25. “I feel like no one really talks about what it’s like living with someone who has a serious mental illness. I feel like it’s taboo to talk about how scary it is when a relative becomes violent during a mental health crisis.”
26. “The treatment disparity. Not everyone with mental illness has access to the proper treatment. Good therapists and psychiatrists are hard to find. As more and more therapists move towards self-pay and not accepting insurance, more and more people can’t access the care they need. Without treatment, good quality treatment, living with a mental illness can be even harder.”
27. “People with mental illness can still function — hold steady jobs, care for children or loved ones, develop meaningful relationships, have hobbies and passions — all while still battling a very real and serious fight. They aren’t automatically unreliable, unstable or incapable of accomplishing things just because they have mental illness.”
28. “How isolating it can be — not only for the person with mental illness but for the entire family.”

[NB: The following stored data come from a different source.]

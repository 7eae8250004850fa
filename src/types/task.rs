use serde::{Deserialize, Serialize};
use serde_json::Value;
use uuid::Uuid;

use crate::error::CoreError;

pub type TaskId = Uuid;

#[derive(Debug, Clone, PartialEq, Serialize, Deserialize)]
pub struct ChatLine {
    pub speaker: String,
    pub text: String,
}

impl ChatLine {
    pub fn new(speaker: impl Into<String>, text: impl Into<String>) -> Self {
        Self {
            speaker: speaker.into(),
            text: text.into(),
        }
    }
}

/// A natural-language goal for one run of the task loop.
#[derive(Debug, Clone, Serialize, Deserialize)]
pub struct AgentTask {
    pub id: TaskId,
    pub goal: String,
    pub history: Vec<ChatLine>,
    pub is_emergency: bool,
    /// Restricts the tools offered to the model for this run. `None` offers all.
    pub allowed_tools: Option<Vec<String>>,
}

impl AgentTask {
    pub fn new(goal: impl Into<String>) -> Self {
        Self {
            id: TaskId::new_v4(),
            goal: goal.into(),
            history: Vec::new(),
            is_emergency: false,
            allowed_tools: None,
        }
    }

    pub fn with_history(mut self, history: Vec<ChatLine>) -> Self {
        self.history = history;
        self
    }

    pub fn emergency(mut self) -> Self {
        self.is_emergency = true;
        self
    }

    pub fn with_allowed_tools<I, S>(mut self, tools: I) -> Self
    where
        I: IntoIterator<Item = S>,
        S: Into<String>,
    {
        self.allowed_tools = Some(tools.into_iter().map(Into::into).collect());
        self
    }
}

#[derive(Debug, Clone, Copy, PartialEq, Eq, Serialize, Deserialize)]
#[serde(rename_all = "snake_case")]
pub enum TaskStatus {
    Pending,
    InProgress,
    Completed,
    Error,
}

#[derive(Debug, Clone, Copy, PartialEq, Eq, Serialize, Deserialize)]
#[serde(rename_all = "snake_case")]
pub enum StepStatus {
    Completed,
    Failed,
}

/// One externally visible tool execution.
#[derive(Debug, Clone, PartialEq, Serialize, Deserialize)]
pub struct TaskStep {
    pub tool: String,
    pub arguments: Value,
    pub status: StepStatus,
    pub result: Option<String>,
    pub failure_reason: Option<String>,
}

impl TaskStep {
    pub fn completed(tool: impl Into<String>, arguments: Value, result: impl Into<String>) -> Self {
        Self {
            tool: tool.into(),
            arguments,
            status: StepStatus::Completed,
            result: Some(result.into()),
            failure_reason: None,
        }
    }

    pub fn failed(tool: impl Into<String>, arguments: Value, reason: impl Into<String>) -> Self {
        Self {
            tool: tool.into(),
            arguments,
            status: StepStatus::Failed,
            result: None,
            failure_reason: Some(reason.into()),
        }
    }
}

/// Task tree shaped outcome of a task loop run.
#[derive(Debug, Clone, Serialize)]
pub struct TaskResult {
    pub task_id: TaskId,
    pub status: TaskStatus,
    pub steps: Vec<TaskStep>,
    pub final_message: Option<String>,
    pub forced_stop: bool,
    /// Number of budgeted iterations consumed.
    pub iterations: usize,
    #[serde(skip)]
    pub error: Option<CoreError>,
}

impl TaskResult {
    pub fn new(task_id: TaskId) -> Self {
        Self {
            task_id,
            status: TaskStatus::Pending,
            steps: Vec::new(),
            final_message: None,
            forced_stop: false,
            iterations: 0,
            error: None,
        }
    }

    pub fn is_completed(&self) -> bool {
        self.status == TaskStatus::Completed
    }
}

#[cfg(test)]
mod tests {
    use super::*;
    use serde_json::json;

    #[test]
    fn test_task_builder() {
        let task = AgentTask::new("build a hut")
            .with_history(vec![ChatLine::new("alex", "can you build a hut?")])
            .with_allowed_tools(["plan", "go_to"]);

        assert_eq!(task.goal, "build a hut");
        assert_eq!(task.history.len(), 1);
        assert!(!task.is_emergency);
        assert_eq!(
            task.allowed_tools,
            Some(vec!["plan".to_string(), "go_to".to_string()])
        );
    }

    #[test]
    fn test_step_constructors() {
        let ok = TaskStep::completed("go_to", json!({"x": 1}), "arrived");
        assert_eq!(ok.status, StepStatus::Completed);
        assert_eq!(ok.result.as_deref(), Some("arrived"));

        let failed = TaskStep::failed("go_to", json!({}), "path blocked");
        assert_eq!(failed.status, StepStatus::Failed);
        assert_eq!(failed.failure_reason.as_deref(), Some("path blocked"));
    }

    #[test]
    fn test_result_serializes_status() {
        let mut result = TaskResult::new(TaskId::new_v4());
        result.status = TaskStatus::InProgress;
        let value = serde_json::to_value(&result).unwrap();
        assert_eq!(value["status"], "in_progress");
        assert!(value.get("error").is_none());
    }
}
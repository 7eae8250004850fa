use anyhow::{anyhow, Result};
use async_trait::async_trait;
use serde_json::{json, Value};

use super::{Tool, ToolContext, ToolResult};

/// Longest line the game chat accepts.
const MAX_CHAT_LEN: usize = 256;

pub struct ChatTool;

#[async_trait]
impl Tool for ChatTool {
    fn name(&self) -> &str {
        "chat"
    }

    fn description(&self) -> &str {
        "Say something in the game chat so nearby players can read it."
    }

    fn parameters_schema(&self) -> Value {
        json!({
            "type": "object",
            "properties": {
                "message": {
                    "type": "string",
                    "description": "What to say"
                }
            },
            "required": ["message"]
        })
    }

    async fn execute(&self, params: Value, context: &ToolContext) -> Result<ToolResult> {
        let message = params["message"]
            .as_str()
            .map(str::trim)
            .filter(|m| !m.is_empty())
            .ok_or_else(|| anyhow!("Missing message parameter"))?;

        let line: String = message.chars().take(MAX_CHAT_LEN).collect();
        context.motor.chat(&line).await?;
        Ok(ToolResult::ok(json!({ "said": line })))
    }
}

29. “That doctors will sometimes blame other symptoms on mental illness and not take you seriously. I was diagnosed with multiple sclerosis only after I pushed back and said it wasn’t anxiety related to bipolar — something was wrong. And hell, I was right.”
30. “How it impacts your sex life.”
31. “How to help a person with no insight into their condition.”
32. “Nobody talks about the fact that mental illness is just like any other chronic physical diagnosis. It can be managed, there will be episodes and there will be good days, but it never goes away.”
33. “The part where it exists.”
*Answers have been edited and shortened.